- Interactive map of Camp Mataponi
- Location: Naples, Maine, United States
- Coordinates: 44°1′40″N 70°31′40″W﻿ / ﻿44.02778°N 70.52778°W
- Type: Drive In

= Camp Mataponi =

All-girls sleepaway camp in Naples, Maine, US

Camp Mataponi (formerly known as Highland Nature Camps) is a non-sectarian, traditional all-girls sleepaway camp in Naples, Maine, United States, for girls approximately 7 to 15 years old. The camp is situated on Sebago Lake and accounts for over 5,000 feet of lakefront property. Camp Mataponi has grown to accommodate about 350 campers. Originally, the camp was called Highland Nature Camps. In the 1940s, it was renamed to Camp Mataponi. The name Mataponi is of the Virginia Native American Tribe, historically located near the Mata, Po, and Ni Rivers.
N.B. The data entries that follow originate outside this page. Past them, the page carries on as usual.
//! Application loop driving the cheat sheet

use std::{
    io,
    time::{Duration, Instant},
};

use ratatui::{
    backend::{Backend, CrosstermBackend},
    Terminal,
};

use crate::{
    error::TuiResult,
    event::{Event, EventLoop},
    sheet::CheatSheet,
    terminal::{install_panic_hook, TerminalState},
};

pub struct App {
    sheet: CheatSheet,
    tick: Duration,
}

impl App {
    pub fn new(sheet: CheatSheet, tick: Duration) -> Self {
        Self { sheet, tick }
    }

    pub fn sheet(&self) -> &CheatSheet {
        &self.sheet
    }

    /// Take over the terminal and run until the user quits
    pub async fn run(mut self) -> TuiResult<()> {
        install_panic_hook();
        let mut terminal_state = TerminalState::capture(self.sheet.mouse_enabled())?;

        let result = self.run_on_stdout().await;

        terminal_state.restore()?;
        tracing::info!("Cheat sheet closed");
        result
    }

    async fn run_on_stdout(&mut self) -> TuiResult<()> {
        let mut terminal = Terminal::new(CrosstermBackend::new(io::stdout()))?;
        terminal.clear()?;
        let mut events = EventLoop::new(self.tick);
        let result = self.event_loop(&mut terminal, &mut events).await;
        // no reads may race the shell once raw mode is off
        events.shutdown();
        result
    }

    /// Draw, then redraw whenever an event changes what is on screen
    pub async fn event_loop<B: Backend>(
        &mut self,
        terminal: &mut Terminal<B>,
        events: &mut EventLoop,
    ) -> TuiResult<()> {
        self.draw(terminal)?;

        while let Some(event) = events.next().await {
            let redraw = match event {
                Event::Key(key) => self.sheet.handle_key(key),
                Event::Mouse(mouse) => self.sheet.handle_mouse(mouse),
                Event::Resize { width, height } => {
                    tracing::debug!(width, height, "Terminal resized");
                    true
                }
                Event::Tick => self.sheet.tick(Instant::now()),
            };

            if self.sheet.should_quit() {
                break;
            }
            if redraw {
                self.draw(terminal)?;
            }
        }

        Ok(())
    }

    fn draw<B: Backend>(&mut self, terminal: &mut Terminal<B>) -> TuiResult<()> {
        terminal.draw(|frame| {
            let area = frame.area();
            self.sheet.render(frame, area);
        })?;
        Ok(())
    }
}
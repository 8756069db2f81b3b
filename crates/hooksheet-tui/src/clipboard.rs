//! Copy-to-clipboard action and its transient acknowledgment
//!
//! Copying goes through the [`ClipboardProvider`] trait so the view can be
//! driven with an in-memory clipboard in tests. The real provider,
//! [`SystemClipboard`], uses the native clipboard and falls back to an
//! OSC 52 escape sequence (handled by the terminal emulator) when no native
//! clipboard is reachable, e.g. over SSH.

use std::{
    cell::RefCell,
    collections::HashMap,
    io::{self, Write},
    rc::Rc,
    time::{Duration, Instant},
};

use base64::{engine::general_purpose::STANDARD, Engine as _};

use crate::error::ClipboardError;

/// Largest payload sent through OSC 52; many terminals drop longer ones
pub const OSC52_MAX_BYTES: usize = 100_000;

/// Something that can place text on the host clipboard
pub trait ClipboardProvider {
    /// Copy text to the clipboard
    fn set_text(&mut self, text: &str) -> Result<(), ClipboardError>;

    /// Short name used in logs
    fn name(&self) -> &'static str {
        "clipboard"
    }
}

/// Native clipboard with an OSC 52 fallback
pub struct SystemClipboard {
    native: Option<arboard::Clipboard>,
    osc52: Osc52Clipboard<io::Stdout>,
}

impl SystemClipboard {
    /// Connect to the native clipboard, keeping OSC 52 as a fallback
    pub fn new() -> Self {
        let native = match arboard::Clipboard::new() {
            Ok(clipboard) => Some(clipboard),
            Err(e) => {
                tracing::info!("Native clipboard unavailable, using OSC 52: {}", e);
                None
            }
        };

        Self {
            native,
            osc52: Osc52Clipboard::new(io::stdout(), Osc52Clipboard::<io::Stdout>::in_tmux()),
        }
    }
}

impl Default for SystemClipboard {
    fn default() -> Self {
        Self::new()
    }
}

impl ClipboardProvider for SystemClipboard {
    fn set_text(&mut self, text: &str) -> Result<(), ClipboardError> {
        let native_error = match self.native.as_mut() {
            Some(clipboard) => match clipboard.set_text(text.to_owned()) {
                Ok(()) => return Ok(()),
                Err(e) => Some(map_arboard_error(e)),
            },
            None => None,
        };

        if let Some(e) = native_error {
            tracing::debug!("Native clipboard failed ({}), trying OSC 52", e);
        }
        self.osc52.set_text(text)
    }

    fn name(&self) -> &'static str {
        if self.native.is_some() {
            "native"
        } else {
            "osc52"
        }
    }
}

fn map_arboard_error(error: arboard::Error) -> ClipboardError {
    match error {
        arboard::Error::ClipboardNotSupported => ClipboardError::NotAvailable,
        other => ClipboardError::OperationFailed {
            message: other.to_string(),
        },
    }
}

/// Clipboard writes through the OSC 52 terminal escape sequence
pub struct Osc52Clipboard<W: Write> {
    writer: W,
    tmux: bool,
}

impl<W: Write> Osc52Clipboard<W> {
    pub fn new(writer: W, tmux: bool) -> Self {
        Self { writer, tmux }
    }

    /// Whether we are running inside tmux
    pub fn in_tmux() -> bool {
        std::env::var_os("TMUX").is_some()
    }

    pub fn into_inner(self) -> W {
        self.writer
    }
}

impl<W: Write> ClipboardProvider for Osc52Clipboard<W> {
    fn set_text(&mut self, text: &str) -> Result<(), ClipboardError> {
        let sequence = osc52_sequence(text, self.tmux)?;
        self.writer
            .write_all(sequence.as_bytes())
            .and_then(|_| self.writer.flush())
            .map_err(|e| ClipboardError::OperationFailed {
                message: e.to_string(),
            })
    }

    fn name(&self) -> &'static str {
        "osc52"
    }
}

/// Build the OSC 52 "set clipboard" sequence, wrapped for tmux if needed
pub fn osc52_sequence(text: &str, tmux: bool) -> Result<String, ClipboardError> {
    if text.len() > OSC52_MAX_BYTES {
        return Err(ClipboardError::ContentTooLarge { size: text.len() });
    }

    let sequence = format!("\x1b]52;c;{}\x07", STANDARD.encode(text));
    if tmux {
        Ok(format!(
            "\x1bPtmux;{}\x1b\\",
            sequence.replace('\x1b', "\x1b\x1b")
        ))
    } else {
        Ok(sequence)
    }
}

/// In-memory clipboard, for headless runs and tests
///
/// Clones share the same history, so a test can keep one handle and give
/// the other to the view.
#[derive(Debug, Clone, Default)]
pub struct MemoryClipboard {
    history: Rc<RefCell<Vec<String>>>,
    failing: bool,
}

impl MemoryClipboard {
    pub fn new() -> Self {
        Self::default()
    }

    /// A clipboard that rejects every write
    pub fn failing() -> Self {
        Self {
            history: Rc::default(),
            failing: true,
        }
    }

    pub fn last(&self) -> Option<String> {
        self.history.borrow().last().cloned()
    }

    pub fn history(&self) -> Vec<String> {
        self.history.borrow().clone()
    }
}

impl ClipboardProvider for MemoryClipboard {
    fn set_text(&mut self, text: &str) -> Result<(), ClipboardError> {
        if self.failing {
            return Err(ClipboardError::NotAvailable);
        }
        self.history.borrow_mut().push(text.to_string());
        Ok(())
    }

    fn name(&self) -> &'static str {
        "memory"
    }
}

/// Tracks the transient "copied" acknowledgment of each card
///
/// Every successful copy sets a deadline for that card only. Copying the
/// same card again moves its deadline forward, so the marker never reverts
/// in between. Deadlines are only ever cleared by [`CopyTracker::expire`].
#[derive(Debug, Clone)]
pub struct CopyTracker {
    duration: Duration,
    deadlines: HashMap<String, Instant>,
}

impl CopyTracker {
    pub fn new(duration: Duration) -> Self {
        Self {
            duration,
            deadlines: HashMap::new(),
        }
    }

    pub fn duration(&self) -> Duration {
        self.duration
    }

    /// Copy `code` for card `id`, acknowledging on success
    ///
    /// Failures are logged and leave no acknowledgment; they never propagate.
    pub fn copy(
        &mut self,
        clipboard: &mut dyn ClipboardProvider,
        id: &str,
        code: &str,
        now: Instant,
    ) -> bool {
        match clipboard.set_text(code) {
            Ok(()) => {
                tracing::debug!(id, via = clipboard.name(), bytes = code.len(), "Copied snippet");
                self.acknowledge(id, now);
                true
            }
            Err(e) => {
                tracing::warn!(id, via = clipboard.name(), "Failed to copy snippet: {}", e);
                false
            }
        }
    }

    /// Record a successful copy at `now`
    pub fn acknowledge(&mut self, id: &str, now: Instant) {
        self.deadlines.insert(id.to_string(), now + self.duration);
    }

    pub fn is_acknowledged(&self, id: &str, now: Instant) -> bool {
        self.deadlines
            .get(id)
            .is_some_and(|deadline| now < *deadline)
    }

    /// Drop acknowledgments whose deadline has passed; returns how many
    pub fn expire(&mut self, now: Instant) -> usize {
        let before = self.deadlines.len();
        self.deadlines.retain(|_, deadline| now < *deadline);
        before - self.deadlines.len()
    }

    pub fn has_pending(&self) -> bool {
        !self.deadlines.is_empty()
    }
}
//! Configuration for the cheat sheet
//!
//! # Configuration Hierarchy
//!
//! Configuration is loaded in the following priority order (highest to lowest):
//! 1. Runtime overrides (CLI flags)
//! 2. Environment variables (`HOOKSHEET_*`)
//! 3. Explicit config file (`--config PATH`)
//! 4. Project-level config (`.hooksheet/config.{yaml,json,toml}`, searched upwards)
//! 5. User-level config (`<config dir>/hooksheet/config.{yaml,json,toml}`)
//! 6. Built-in defaults
//!
//! # Configuration File Format
//!
//! ```yaml
//! copy_ack_ms: 1500
//! tick_ms: 100
//! mouse: true
//! show_numbers: true
//! log_level: info
//! catalog: ~/cheatsheets/rust.yaml
//! ```
//!
//! Every key is optional; a file only overrides the keys it sets. A relative
//! `catalog` is resolved against the directory of the file that sets it, and
//! a leading `~` expands to the home directory.

use std::{
    fs,
    path::{Path, PathBuf},
    time::Duration,
};

use serde::{Deserialize, Serialize};

use crate::{ConfigError, Result};

const APP_DIR: &str = "hooksheet";
const PROJECT_DIR: &str = ".hooksheet";
const CONFIG_STEMS: [&str; 4] = ["config.yaml", "config.yml", "config.json", "config.toml"];
const LOG_LEVELS: [&str; 6] = ["trace", "debug", "info", "warn", "error", "off"];

/// Cheat sheet configuration
#[derive(Debug, Clone, Serialize, Deserialize, PartialEq, Eq)]
pub struct SheetConfig {
    /// How long the "copied" acknowledgment stays visible, in milliseconds
    pub copy_ack_ms: u64,
    /// Event loop tick interval in milliseconds
    pub tick_ms: u64,
    /// Enable mouse capture
    pub mouse: bool,
    /// Catalog file replacing the built-in catalog
    pub catalog: Option<PathBuf>,
    /// Show two-digit card numbers
    pub show_numbers: bool,
    /// Default tracing level
    pub log_level: String,
}

impl Default for SheetConfig {
    fn default() -> Self {
        Self {
            copy_ack_ms: 1500,
            tick_ms: 100,
            mouse: true,
            catalog: None,
            show_numbers: true,
            log_level: "info".to_string(),
        }
    }
}

/// A partial configuration; `None` leaves the lower layer untouched
#[derive(Debug, Clone, Default, Serialize, Deserialize, PartialEq, Eq)]
#[serde(default, deny_unknown_fields)]
pub struct ConfigLayer {
    pub copy_ack_ms: Option<u64>,
    pub tick_ms: Option<u64>,
    pub mouse: Option<bool>,
    pub catalog: Option<PathBuf>,
    pub show_numbers: Option<bool>,
    pub log_level: Option<String>,
}

impl ConfigLayer {
    /// Read a layer from a YAML, JSON or TOML file
    pub fn from_file(path: &Path) -> Result<Self> {
        let content = fs::read_to_string(path)?;

        let mut layer: Self = match path.extension().and_then(|s| s.to_str()) {
            Some("yaml") | Some("yml") => serde_yaml::from_str(&content).map_err(|e| {
                ConfigError::Parse(format!("Failed to parse YAML config {}: {}", path.display(), e))
            })?,
            Some("json") => serde_json::from_str(&content).map_err(|e| {
                ConfigError::Parse(format!("Failed to parse JSON config {}: {}", path.display(), e))
            })?,
            Some("toml") => toml::from_str(&content).map_err(|e| {
                ConfigError::Parse(format!("Failed to parse TOML config {}: {}", path.display(), e))
            })?,
            _ => {
                return Err(ConfigError::Parse(format!(
                    "Unsupported config format: {}",
                    path.display()
                )))
            }
        };

        // relative catalog paths belong to the file that names them
        if let Some(catalog) = layer.catalog.take() {
            layer.catalog = Some(resolve_path(catalog, path.parent()));
        }

        tracing::debug!("Loaded config layer from {}", path.display());
        Ok(layer)
    }

    /// Read a layer from the process environment
    pub fn from_env() -> Result<Self> {
        Self::from_vars(|name| std::env::var(name).ok())
    }

    /// Read a layer from `HOOKSHEET_*` variables through a lookup function
    pub fn from_vars<F>(lookup: F) -> Result<Self>
    where
        F: Fn(&str) -> Option<String>,
    {
        let mut layer = Self::default();

        if let Some(value) = lookup("HOOKSHEET_COPY_ACK_MS") {
            layer.copy_ack_ms = Some(parse_var("HOOKSHEET_COPY_ACK_MS", &value)?);
        }

        if let Some(value) = lookup("HOOKSHEET_MOUSE") {
            layer.mouse = Some(parse_var("HOOKSHEET_MOUSE", &value)?);
        }

        if let Some(value) = lookup("HOOKSHEET_CATALOG") {
            if !value.trim().is_empty() {
                layer.catalog = Some(resolve_path(PathBuf::from(value), None));
            }
        }

        if let Some(value) = lookup("HOOKSHEET_LOG_LEVEL") {
            layer.log_level = Some(value.trim().to_lowercase());
        }

        Ok(layer)
    }

    pub fn is_empty(&self) -> bool {
        self == &Self::default()
    }
}

/// Expand a leading `~` and anchor a relative path at `base`
fn resolve_path(path: PathBuf, base: Option<&Path>) -> PathBuf {
    let path = match path.strip_prefix("~") {
        Ok(rest) => match dirs::home_dir() {
            Some(home) => home.join(rest),
            None => path,
        },
        Err(_) => path,
    };

    match base {
        Some(base) if path.is_relative() => base.join(path),
        _ => path,
    }
}

fn parse_var<T: std::str::FromStr>(name: &str, value: &str) -> Result<T> {
    value
        .trim()
        .parse()
        .map_err(|_| ConfigError::Validation(format!("Invalid value for {name}: {value:?}")))
}

impl SheetConfig {
    /// Apply a layer on top of this configuration
    pub fn merge(mut self, layer: ConfigLayer) -> Self {
        if let Some(copy_ack_ms) = layer.copy_ack_ms {
            self.copy_ack_ms = copy_ack_ms;
        }
        if let Some(tick_ms) = layer.tick_ms {
            self.tick_ms = tick_ms;
        }
        if let Some(mouse) = layer.mouse {
            self.mouse = mouse;
        }
        if layer.catalog.is_some() {
            self.catalog = layer.catalog;
        }
        if let Some(show_numbers) = layer.show_numbers {
            self.show_numbers = show_numbers;
        }
        if let Some(log_level) = layer.log_level {
            self.log_level = log_level.trim().to_lowercase();
        }
        self
    }

    /// Validate configuration values
    pub fn validate(&self) -> Result<()> {
        if self.copy_ack_ms == 0 {
            return Err(ConfigError::Validation(
                "copy_ack_ms must be greater than 0".to_string(),
            ));
        }

        if self.tick_ms == 0 {
            return Err(ConfigError::Validation(
                "tick_ms must be greater than 0".to_string(),
            ));
        }

        // A tick longer than the acknowledgment would skip its revert
        if self.tick_ms > self.copy_ack_ms {
            return Err(ConfigError::Validation(format!(
                "tick_ms ({}) must not exceed copy_ack_ms ({})",
                self.tick_ms, self.copy_ack_ms
            )));
        }

        if !LOG_LEVELS.contains(&self.log_level.as_str()) {
            return Err(ConfigError::Validation(format!(
                "Unknown log level {:?}, expected one of {}",
                self.log_level,
                LOG_LEVELS.join(", ")
            )));
        }

        Ok(())
    }

    pub fn copy_ack_duration(&self) -> Duration {
        Duration::from_millis(self.copy_ack_ms)
    }

    pub fn tick_interval(&self) -> Duration {
        Duration::from_millis(self.tick_ms)
    }

    /// Directory holding the user-level config
    pub fn user_config_dir() -> Option<PathBuf> {
        dirs::config_dir().map(|dir| dir.join(APP_DIR))
    }

    /// Default log file location
    pub fn default_log_path() -> PathBuf {
        dirs::cache_dir()
            .unwrap_or_else(std::env::temp_dir)
            .join(APP_DIR)
            .join("hooksheet.log")
    }
}

/// First existing config file inside a directory
fn config_file_in(dir: &Path) -> Option<PathBuf> {
    CONFIG_STEMS
        .iter()
        .map(|name| dir.join(name))
        .find(|path| path.is_file())
}

/// Search `.hooksheet/` upwards from `start`
pub fn find_project_config(start: &Path) -> Option<PathBuf> {
    let mut current = start.to_path_buf();

    loop {
        if let Some(path) = config_file_in(&current.join(PROJECT_DIR)) {
            return Some(path);
        }

        if !current.pop() {
            return None;
        }
    }
}

/// Builds a [`SheetConfig`] from every configuration source
///
/// Sources default to the real user directory, current directory and process
/// environment; each can be replaced for tests.
#[derive(Debug, Clone)]
pub struct ConfigLoader {
    user_dir: Option<PathBuf>,
    project_start: Option<PathBuf>,
    explicit: Option<PathBuf>,
    use_env: bool,
    overrides: ConfigLayer,
}

impl Default for ConfigLoader {
    fn default() -> Self {
        Self::new()
    }
}

impl ConfigLoader {
    pub fn new() -> Self {
        Self {
            user_dir: SheetConfig::user_config_dir(),
            project_start: std::env::current_dir().ok(),
            explicit: None,
            use_env: true,
            overrides: ConfigLayer::default(),
        }
    }

    /// Replace the user config directory (`None` disables the user layer)
    pub fn user_dir(mut self, dir: Option<PathBuf>) -> Self {
        self.user_dir = dir;
        self
    }

    /// Replace the directory the project search starts from
    pub fn project_start(mut self, dir: Option<PathBuf>) -> Self {
        self.project_start = dir;
        self
    }

    /// Load an explicit config file on top of user and project files
    pub fn explicit(mut self, path: Option<PathBuf>) -> Self {
        self.explicit = path;
        self
    }

    pub fn use_env(mut self, use_env: bool) -> Self {
        self.use_env = use_env;
        self
    }

    /// Runtime overrides, applied last
    pub fn overrides(mut self, overrides: ConfigLayer) -> Self {
        self.overrides = overrides;
        self
    }

    /// Merge all layers and validate the result
    pub fn load(&self) -> Result<SheetConfig> {
        let mut config = SheetConfig::default();

        if let Some(path) = self.user_dir.as_deref().and_then(config_file_in) {
            config = config.merge(ConfigLayer::from_file(&path)?);
        }

        if let Some(path) = self.project_start.as_deref().and_then(find_project_config) {
            config = config.merge(ConfigLayer::from_file(&path)?);
        }

        if let Some(path) = &self.explicit {
            if !path.is_file() {
                return Err(ConfigError::NotFound(path.display().to_string()));
            }
            config = config.merge(ConfigLayer::from_file(path)?);
        }

        if self.use_env {
            config = config.merge(ConfigLayer::from_env()?);
        }

        config = config.merge(self.overrides.clone());

        config.validate()?;
        tracing::debug!(?config, "Configuration loaded");
        Ok(config)
    }
}
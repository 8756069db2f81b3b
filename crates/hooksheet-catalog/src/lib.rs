//! Hooksheet catalog
//!
//! This crate holds the content side of the cheat sheet:
//! - [`TopicEntry`]: one card (label, description, tip, code sample)
//! - [`Catalog`]: the ordered, immutable list of entries, unique by id
//! - [`filter`]: the pure query filter producing a [`VisibleSet`]
//! - [`builtin`]: the built-in React hooks catalog
//! - [`loader`]: catalogs read from JSON, YAML or TOML files
//!
//! # Examples
//!
//! ```
//! use hooksheet_catalog::{builtin, visible_set};
//!
//! let catalog = builtin::react_hooks();
//! let visible = visible_set(&catalog, "usememo");
//!
//! // useCallback's snippet mentions useMemo, so both cards match
//! assert_eq!(visible.ids(), vec!["useCallback", "useMemo"]);
//! ```

pub mod builtin;
pub mod catalog;
pub mod entry;
pub mod error;
pub mod filter;
pub mod loader;

pub use catalog::{Catalog, CatalogBuilder};
pub use entry::{MatchField, TopicEntry, DEFAULT_ACCENT};
pub use error::{CatalogError, Result};
pub use filter::{
    find_match_ranges, fold_case, highlight_segments, normalize_query, visible_set, FilterCache, TextSegment,
    VisibleSet,
};
pub use loader::{catalog_to_json, load_catalog, parse_catalog, CatalogFormat};
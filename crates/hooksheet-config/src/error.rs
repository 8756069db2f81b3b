//! Configuration error types

use thiserror::Error;

/// Configuration result type
pub type Result<T> = std::result::Result<T, ConfigError>;

/// Configuration errors
#[derive(Debug, Error)]
pub enum ConfigError {
    #[error("IO error: {0}")]
    Io(#[from] std::io::Error),

    #[error("Parse error: {0}")]
    Parse(String),

    #[error("Validation error: {0}")]
    Validation(String),

    #[error("Config file not found: {0}")]
    NotFound(String),
}
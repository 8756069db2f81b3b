//! Property-based tests for layer merging

use hooksheet_config::{ConfigLayer, SheetConfig};
use proptest::prelude::*;

fn arb_layer() -> impl Strategy<Value = ConfigLayer> {
    (
        prop::option::of(1u64..10_000),
        prop::option::of(1u64..1_000),
        prop::option::of(any::<bool>()),
        prop::option::of(any::<bool>()),
        prop::option::of(prop_oneof![
            Just("trace".to_string()),
            Just("debug".to_string()),
            Just("warn".to_string()),
        ]),
    )
        .prop_map(|(copy_ack_ms, tick_ms, mouse, show_numbers, log_level)| ConfigLayer {
            copy_ack_ms,
            tick_ms,
            mouse,
            show_numbers,
            log_level,
            ..ConfigLayer::default()
        })
}

proptest! {
    #[test]
    fn prop_set_fields_win_and_unset_fields_keep_lower_value(
        lower in arb_layer(),
        upper in arb_layer(),
    ) {
        let base = SheetConfig::default().merge(lower);
        let merged = base.clone().merge(upper.clone());

        prop_assert_eq!(merged.copy_ack_ms, upper.copy_ack_ms.unwrap_or(base.copy_ack_ms));
        prop_assert_eq!(merged.tick_ms, upper.tick_ms.unwrap_or(base.tick_ms));
        prop_assert_eq!(merged.mouse, upper.mouse.unwrap_or(base.mouse));
        prop_assert_eq!(merged.show_numbers, upper.show_numbers.unwrap_or(base.show_numbers));
        prop_assert_eq!(
            merged.log_level,
            upper.log_level.unwrap_or(base.log_level)
        );
    }

    #[test]
    fn prop_empty_layer_is_identity(layer in arb_layer()) {
        let config = SheetConfig::default().merge(layer);
        prop_assert_eq!(config.clone().merge(ConfigLayer::default()), config);
    }
}
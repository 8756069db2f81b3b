//! Tracing setup for the binary
//!
//! While the cheat sheet owns the terminal, log lines go to a file so they
//! never land on the alternate screen. Print mode logs to stderr.

use std::{
    fs::{self, OpenOptions},
    path::PathBuf,
    sync::Mutex,
};

use tracing::level_filters::LevelFilter;
use tracing_subscriber::fmt;

use crate::error::TuiResult;

/// Where log lines are written
#[derive(Debug, Clone, PartialEq, Eq)]
pub enum LogTarget {
    Stderr,
    File(PathBuf),
}

/// Map a level name to a filter; unknown names fall back to `info`
pub fn parse_level(level: &str) -> LevelFilter {
    match level.to_lowercase().as_str() {
        "trace" => LevelFilter::TRACE,
        "debug" => LevelFilter::DEBUG,
        "info" => LevelFilter::INFO,
        "warn" => LevelFilter::WARN,
        "error" => LevelFilter::ERROR,
        "off" => LevelFilter::OFF,
        _ => LevelFilter::INFO,
    }
}

/// Install the global fmt subscriber
///
/// Calling this twice is harmless; the second subscriber is discarded.
pub fn init_logging(level: &str, target: &LogTarget) -> TuiResult<()> {
    let level = parse_level(level);

    let result = match target {
        LogTarget::Stderr => fmt()
            .with_max_level(level)
            .with_target(false)
            .with_writer(std::io::stderr)
            .try_init(),
        LogTarget::File(path) => {
            if let Some(parent) = path.parent() {
                fs::create_dir_all(parent)?;
            }
            let file = OpenOptions::new().create(true).append(true).open(path)?;
            fmt()
                .with_max_level(level)
                .with_ansi(false)
                .with_writer(Mutex::new(file))
                .try_init()
        }
    };

    if let Err(e) = result {
        // another subscriber is already installed, e.g. by a test harness
        tracing::debug!("Keeping existing log subscriber: {}", e);
        return Ok(());
    }

    tracing::debug!(?target, %level, "Logging initialised");
    Ok(())
}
It was founded in 1910 by Eugene Lehman, his wife Madeleine Davidsburg Lehman, and Estelle B. Davidsburg as Highland Nature Camps. Mostly visited by distinguished families from New York City, it was a nonsectarian all-girls summer camp. In 1926, the camp had rifle shooting as an activity. In 1935, the camp ran between mid-June and September. To allow campers to both do sports and learn scholarly subjects, the affiliated Highland Manor School ran classes.

The current directors of the camp are Marcy and Dan Isdaner.

Some activities at Camp Mataponi include: water sports, high ropes, baseball, archery, boating, and water trampoline. Business Insider in 2012 included Camp Mataponi on an "Absurdly Expensive Summer Camps" list, noting that students had to pay $10,400. Business Insider said the camp's lunch salad bar has 30 choices, and it hosted themed barbecues every week with names like "Under the Sea", "Funky Princess Super Hero", "Western night", and “Barbie”.

In September 2023, the camp opened up its doors to the 8th grade class of Shore Country Day School, located in Beverly, Massachusetts. Students arrived before lunch on Wednesday, September 6, and left shortly after lunch on Friday, September 8. The 39 students indulged in many fun activities, slept in bunks, and bonded with classmates and teachers during their short stay at camp Mataponi.